There is a description for each of these subscales that the subject should read before rating. They are rated for each task within a 100-points range with 5-point steps. These ratings are then combined to the task load index. Providing descriptions for each measurement can be found to help participants answer accurately. These descriptions are as follows:

- Mental Demand
 How much mental and perceptual activity was required? Was the task easy or demanding, simple or complex?
- Physical Demand
 How much physical activity was required? Was the task easy or demanding, slack or strenuous?
- Temporal Demand
 How much time pressure did you feel due to the pace at which the tasks or task elements occurred? Was the pace slow or rapid?
- Own Performance
 How successful were you in performing the task? How satisfied were you with your performance?
- Effort
 How hard did you have to work (mentally and physically) to accomplish your level of performance?
- Frustration Level
 How irritated, stressed, and annoyed versus content, relaxed, and complacent did you feel during the task?

==Analysis==

The second part of TLX intends to create an individual weighting of these subscales by letting the subjects compare them pairwise based on their perceived importance. This requires the user to choose which measurement is more relevant to workload. The number of times each is chosen is the weighted score. This is multiplied by the scale score for each dimension and then divided by 15 to get a workload score from 0 to 100, the overall task load index. Many researchers eliminate these pairwise comparisons, though, and refer to the test as "Raw TLX" then. There has been evidence evaluating and supporting this shortened version over the full one since it might increase experimental validity.
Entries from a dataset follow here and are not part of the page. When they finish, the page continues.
//! `rollcall doctor`: Diagnose setup problems.

use rollcall_config::AppConfig;

pub async fn run() -> Result<(), Box<dyn std::error::Error>> {
    println!("🩺 Rollcall Doctor — System Diagnostics");
    println!("=======================================\n");

    let mut issues = 0;

    let config_path = AppConfig::config_dir().join("config.toml");
    let config = if config_path.exists() {
        match AppConfig::load() {
            Ok(config) => {
                println!("  ✅ Config file valid");
                Some(config)
            }
            Err(e) => {
                println!("  ❌ Config file invalid: {e}");
                issues += 1;
                None
            }
        }
    } else {
        println!("  ⚠️  No config file — using defaults (run `rollcall onboard`)");
        AppConfig::load().ok()
    };

    if let Some(config) = &config {
        if config.has_api_key() || config.default_provider == "ollama" {
            println!("  ✅ API key configured");
        } else {
            println!("  ⚠️  No API key configured — set ROLLCALL_API_KEY or add api_key to config.toml");
            issues += 1;
        }

        let router = rollcall_providers::build_from_config(config);
        match router.default_provider() {
            Some(provider) => match provider.health_check().await {
                Ok(true) => println!("  ✅ Provider '{}' reachable", router.default_name()),
                Ok(false) => {
                    println!("  ⚠️  Provider '{}' answered but reports unhealthy", router.default_name());
                    issues += 1;
                }
                Err(e) => {
                    println!("  ❌ Provider '{}' unreachable: {e}", router.default_name());
                    issues += 1;
                }
            },
            None => {
                println!("  ❌ No default provider could be built");
                issues += 1;
            }
        }
    }

    let reports_dir = AppConfig::reports_dir();
    if reports_dir.exists() {
        println!("  ✅ Reports directory exists");
    } else {
        println!("  ⚠️  No reports directory — run `rollcall onboard`");
        issues += 1;
    }

    println!();
    if issues == 0 {
        println!("  🎉 All checks passed!");
    } else {
        println!("  ⚠️  {issues} issue(s) found. See above for details.");
    }

    Ok(())
}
When using the "raw TLX", individual subscales may be dropped if less relevant to the task.

==Administration==

The Official NASA-TLX can be administered using a paper and pencil version, or using the Official NASA TLX for Apple iOS App. There are also numerous unofficial computerized implementations of the NASA TLX. These unofficial versions may collect Personally Identifiable Information (PII), which is a violation of NASA Human Subject Research Guidelines for the Collection of PII as set down by the NASA Independent Review Board (IRB).
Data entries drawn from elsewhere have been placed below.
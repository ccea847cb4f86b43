//! Configuration loading, validation, and management for Rollcall.
//!
//! Loads configuration from `~/.rollcall/config.toml` with environment
//! variable overrides. Validates all settings at startup.

use rollcall_core::Status;
use serde::{Deserialize, Serialize};
use std::collections::HashMap;
use std::path::{Path, PathBuf};

/// The root configuration structure.
///
/// Maps directly to `~/.rollcall/config.toml`.
#[derive(Clone, Serialize, Deserialize)]
pub struct AppConfig {
    /// API key (can be overridden per-provider)
    #[serde(default, skip_serializing_if = "Option::is_none")]
    pub api_key: Option<String>,

    /// Default oracle provider
    #[serde(default = "default_provider")]
    pub default_provider: String,

    /// Default model; must accept image input
    #[serde(default = "default_model")]
    pub default_model: String,

    /// Default temperature
    #[serde(default = "default_temperature")]
    pub default_temperature: f32,

    /// Default max tokens per oracle response
    #[serde(default = "default_max_tokens")]
    pub default_max_tokens: u32,

    /// Provider-specific configurations
    #[serde(default)]
    pub providers: HashMap<String, ProviderConfig>,

    /// Candidate-name extraction settings
    #[serde(default)]
    pub extraction: ExtractionConfig,

    /// Matching call settings
    #[serde(default)]
    pub matching: MatchingConfig,

    /// Report export settings
    #[serde(default)]
    pub export: ExportConfig,
}

fn default_provider() -> String {
    "openrouter".into()
}
fn default_model() -> String {
    "openai/gpt-4o".into()
}
fn default_temperature() -> f32 {
    0.0
}
fn default_max_tokens() -> u32 {
    8192
}

/// Redact a secret string for Debug output.
fn redact(s: &Option<String>) -> &'static str {
    match s {
        Some(_) => "[REDACTED]",
        None => "None",
    }
}

impl std::fmt::Debug for AppConfig {
    fn fmt(&self, f: &mut std::fmt::Formatter<'_>) -> std::fmt::Result {
        f.debug_struct("AppConfig")
            .field("api_key", &redact(&self.api_key))
            .field("default_provider", &self.default_provider)
            .field("default_model", &self.default_model)
            .field("default_temperature", &self.default_temperature)
            .field("default_max_tokens", &self.default_max_tokens)
            .field("providers", &self.providers)
            .field("extraction", &self.extraction)
            .field("matching", &self.matching)
            .field("export", &self.export)
            .finish()
    }
}

impl std::fmt::Debug for ProviderConfig {
    fn fmt(&self, f: &mut std::fmt::Formatter<'_>) -> std::fmt::Result {
        f.debug_struct("ProviderConfig")
            .field("api_key", &redact(&self.api_key))
            .field("api_url", &self.api_url)
            .field("default_model", &self.default_model)
            .finish()
    }
}

#[derive(Clone, Serialize, Deserialize)]
pub struct ProviderConfig {
    #[serde(default, skip_serializing_if = "Option::is_none")]
    pub api_key: Option<String>,

    #[serde(default, skip_serializing_if = "Option::is_none")]
    pub api_url: Option<String>,

    #[serde(default, skip_serializing_if = "Option::is_none")]
    pub default_model: Option<String>,
}

/// What to do when one session capture cannot be read.
#[derive(Debug, Clone, Copy, PartialEq, Eq, Serialize, Deserialize)]
#[serde(rename_all = "snake_case")]
pub enum ImageFailurePolicy {
    /// Skip the capture, log a warning, report it with the run
    Warn,
    /// Abort the whole run
    Abort,
}

#[derive(Debug, Clone, Serialize, Deserialize)]
pub struct ExtractionConfig {
    /// A roster cell must be strictly longer than this (in characters)
    #[serde(default = "default_min_roster_cell_chars")]
    pub min_roster_cell_chars: usize,

    /// A roster cell must have at least this many whitespace-separated tokens
    #[serde(default = "default_min_roster_tokens")]
    pub min_roster_tokens: usize,

    /// An oracle-extracted name must be strictly longer than this
    #[serde(default = "default_min_oracle_name_chars")]
    pub min_oracle_name_chars: usize,

    /// Reject image files larger than this
    #[serde(default = "default_max_image_bytes")]
    pub max_image_bytes: u64,

    #[serde(default = "default_image_failure_policy")]
    pub image_failure_policy: ImageFailurePolicy,
}

fn default_min_roster_cell_chars() -> usize {
    5
}
fn default_min_roster_tokens() -> usize {
    2
}
fn default_min_oracle_name_chars() -> usize {
    2
}
fn default_max_image_bytes() -> u64 {
    20 * 1024 * 1024
}
fn default_image_failure_policy() -> ImageFailurePolicy {
    ImageFailurePolicy::Warn
}

impl Default for ExtractionConfig {
    fn default() -> Self {
        Self {
            min_roster_cell_chars: default_min_roster_cell_chars(),
            min_roster_tokens: default_min_roster_tokens(),
            min_oracle_name_chars: default_min_oracle_name_chars(),
            max_image_bytes: default_max_image_bytes(),
            image_failure_policy: default_image_failure_policy(),
        }
    }
}

#[derive(Debug, Clone, Serialize, Deserialize)]
pub struct MatchingConfig {
    /// Upper bound for a single oracle round-trip
    #[serde(default = "default_request_timeout_secs")]
    pub request_timeout_secs: u64,

    /// Reject matching responses that carry fields beyond the three buckets
    #[serde(default = "default_true")]
    pub strict_response: bool,
}

fn default_request_timeout_secs() -> u64 {
    300
}
fn default_true() -> bool {
    true
}

impl Default for MatchingConfig {
    fn default() -> Self {
        Self {
            request_timeout_secs: default_request_timeout_secs(),
            strict_response: true,
        }
    }
}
If a participant is required to answer the TLX questions multiple times, they only need to answer the 15 pairwise comparisons once per task type. If a participant's workload needs to be measured for intrinsically different tasks, then revisiting the pairwise comparisons may be required. In every case, the subject should answer all 6 subjective rating subscales. It is these successive ratings that are then scored using the original pairwise questions as weighting factors, that leads to an understanding of the overall workload change.
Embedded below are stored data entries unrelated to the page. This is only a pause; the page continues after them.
//! Image file loading.

use std::path::Path;

use rollcall_core::{ExtractionError, ImagePayload};

/// Whether `path` has an image extension the oracle accepts.
pub fn is_image_path(path: &Path) -> bool {
    media_type_of(path).is_some()
}

fn media_type_of(path: &Path) -> Option<&'static str> {
    path.extension()
        .and_then(|e| e.to_str())
        .and_then(ImagePayload::media_type_for_extension)
}

/// Load an image, refusing files over `max_bytes` and formats the oracle
/// cannot read.
pub async fn load_image(path: &Path, max_bytes: u64) -> Result<ImagePayload, ExtractionError> {
    let source_name = path
        .file_name()
        .map(|n| n.to_string_lossy().into_owned())
        .unwrap_or_else(|| path.display().to_string());
    let image_error = |reason: String| ExtractionError::Image {
        source_name: source_name.clone(),
        reason,
    };

    let media_type =
        media_type_of(path).ok_or_else(|| image_error("unsupported image format".into()))?;

    let metadata = tokio::fs::metadata(path)
        .await
        .map_err(|e| image_error(e.to_string()))?;
    if metadata.len() > max_bytes {
        return Err(image_error(format!(
            "{} bytes exceeds the {max_bytes} byte limit",
            metadata.len()
        )));
    }

    let data = tokio::fs::read(path)
        .await
        .map_err(|e| image_error(e.to_string()))?;
    if data.is_empty() {
        return Err(image_error("file is empty".into()));
    }

    Ok(ImagePayload::new(source_name, media_type, data))
}

#[cfg(test)]
mod tests {
    use super::*;

    #[tokio::test]
    async fn loads_png() {
        let dir = tempfile::tempdir().unwrap();
        let path = dir.path().join("shot1.PNG");
        std::fs::write(&path, [0x89, b'P', b'N', b'G']).unwrap();

        let image = load_image(&path, 1024).await.unwrap();
        assert_eq!(image.source, "shot1.PNG");
        assert_eq!(image.media_type, "image/png");
        assert_eq!(image.data.len(), 4);
    }

    #[tokio::test]
    async fn rejects_oversized() {
        let dir = tempfile::tempdir().unwrap();
        let path = dir.path().join("big.jpg");
        std::fs::write(&path, vec![0u8; 64]).unwrap();

        let err = load_image(&path, 32).await.unwrap_err();
        assert!(err.to_string().contains("exceeds"));
    }

    #[tokio::test]
    async fn rejects_unknown_format_and_missing_file() {
        let err = load_image(Path::new("/tmp/shot.bmp"), 1024).await.unwrap_err();
        assert!(err.to_string().contains("unsupported"));

        let err = load_image(Path::new("/nonexistent/shot.png"), 1024).await.unwrap_err();
        assert!(matches!(err, ExtractionError::Image { .. }));
    }

    #[tokio::test]
    async fn rejects_empty_file() {
        let dir = tempfile::tempdir().unwrap();
        let path = dir.path().join("blank.webp");
        std::fs::write(&path, []).unwrap();
        assert!(load_image(&path, 1024).await.is_err());
    }

    #[test]
    fn image_path_detection() {
        assert!(is_image_path(Path::new("a/b/shot.jpeg")));
        assert!(!is_image_path(Path::new("roster.xlsx")));
    }
}
//! Provider trait: the abstraction over vision-capable LLM backends.
//!
//! A Provider knows how to send a short message list (optionally carrying
//! images) to a model and get the complete reply back. The oracle adapter
//! builds on this; it never talks HTTP itself.
//!
//! Implementations: OpenAI-compatible, Anthropic.

use async_trait::async_trait;
use serde::{Deserialize, Serialize};
use crate::error::ProviderError;
use crate::message::Message;

/// Configuration for a provider request.
#[derive(Debug, Clone, Serialize, Deserialize)]
pub struct ProviderRequest {
    /// The model to use (e.g., "openai/gpt-4o", "claude-sonnet-4-20250514")
    pub model: String,

    /// The request messages
    pub messages: Vec<Message>,

    /// Temperature (0.0 = deterministic)
    #[serde(default = "default_temperature")]
    pub temperature: f32,

    /// Maximum tokens to generate
    #[serde(default, skip_serializing_if = "Option::is_none")]
    pub max_tokens: Option<u32>,
}

fn default_temperature() -> f32 {
    0.0
}

impl ProviderRequest {
    pub fn new(model: impl Into<String>, messages: Vec<Message>) -> Self {
        Self {
            model: model.into(),
            messages,
            temperature: default_temperature(),
            max_tokens: None,
        }
    }

    pub fn with_temperature(mut self, temperature: f32) -> Self {
        self.temperature = temperature;
        self
    }

    pub fn with_max_tokens(mut self, max_tokens: u32) -> Self {
        self.max_tokens = Some(max_tokens);
        self
    }
}

/// A complete response from a provider.
#[derive(Debug, Clone, Serialize, Deserialize)]
pub struct ProviderResponse {
    /// The generated message
    pub message: Message,

    /// Token usage statistics
    pub usage: Option<Usage>,

    /// Which model actually responded (may differ from requested)
    pub model: String,
}

/// Token usage information.
#[derive(Debug, Clone, Serialize, Deserialize)]
pub struct Usage {
    pub prompt_tokens: u32,
    pub completion_tokens: u32,
    pub total_tokens: u32,
}

/// The core Provider trait.
///
/// Every backend implements this trait. The oracle adapter calls
/// `complete()` without knowing which backend is in use.
#[async_trait]
pub trait Provider: Send + Sync {
    /// A human-readable name for this provider (e.g., "openrouter", "anthropic").
    fn name(&self) -> &str;

    /// Send a request and get a complete response.
    async fn complete(&self, request: ProviderRequest) -> std::result::Result<ProviderResponse, ProviderError>;

    /// List available models for this provider.
    async fn list_models(&self) -> std::result::Result<Vec<String>, ProviderError> {
        Ok(Vec::new())
    }

    /// Health check: can we reach the provider?
    async fn health_check(&self) -> std::result::Result<bool, ProviderError> {
        Ok(true)
    }
}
While there are multiple ways to administer the NASA-TLX, some may change the results of the test. One study showed that a paper-and-pencil version led to less cognitive workload than processing the information on a computer screen. However, other studies found that computer screen versions, as well as on wearables, can nonetheless stably capture relative changes in workload. To overcome the delay in administrating the test, the Official NASA TLX Apple iOS App can be used to capture both the pairwise question answers and a subjects subjective subscale input, as well as calculating the final weighted and unweighted results. A feature found in the Official NASA TLX App is a new computer interface response rating scale, termed a Subjective Analogue Equivalent Rating (SAER) scale, that provides the closest possible user experience to that found in the paper and pencil version of NASA TLX. No other computerized version of the NASA TLX has successfully implemented this critical element for properly capturing a user subjective input. This can be seen in many unofficial computerized (both web and software application) versions that use an anchored or locking scale. This defeats the subjective purpose of the original paper and pencil implementation of the NASA TLX.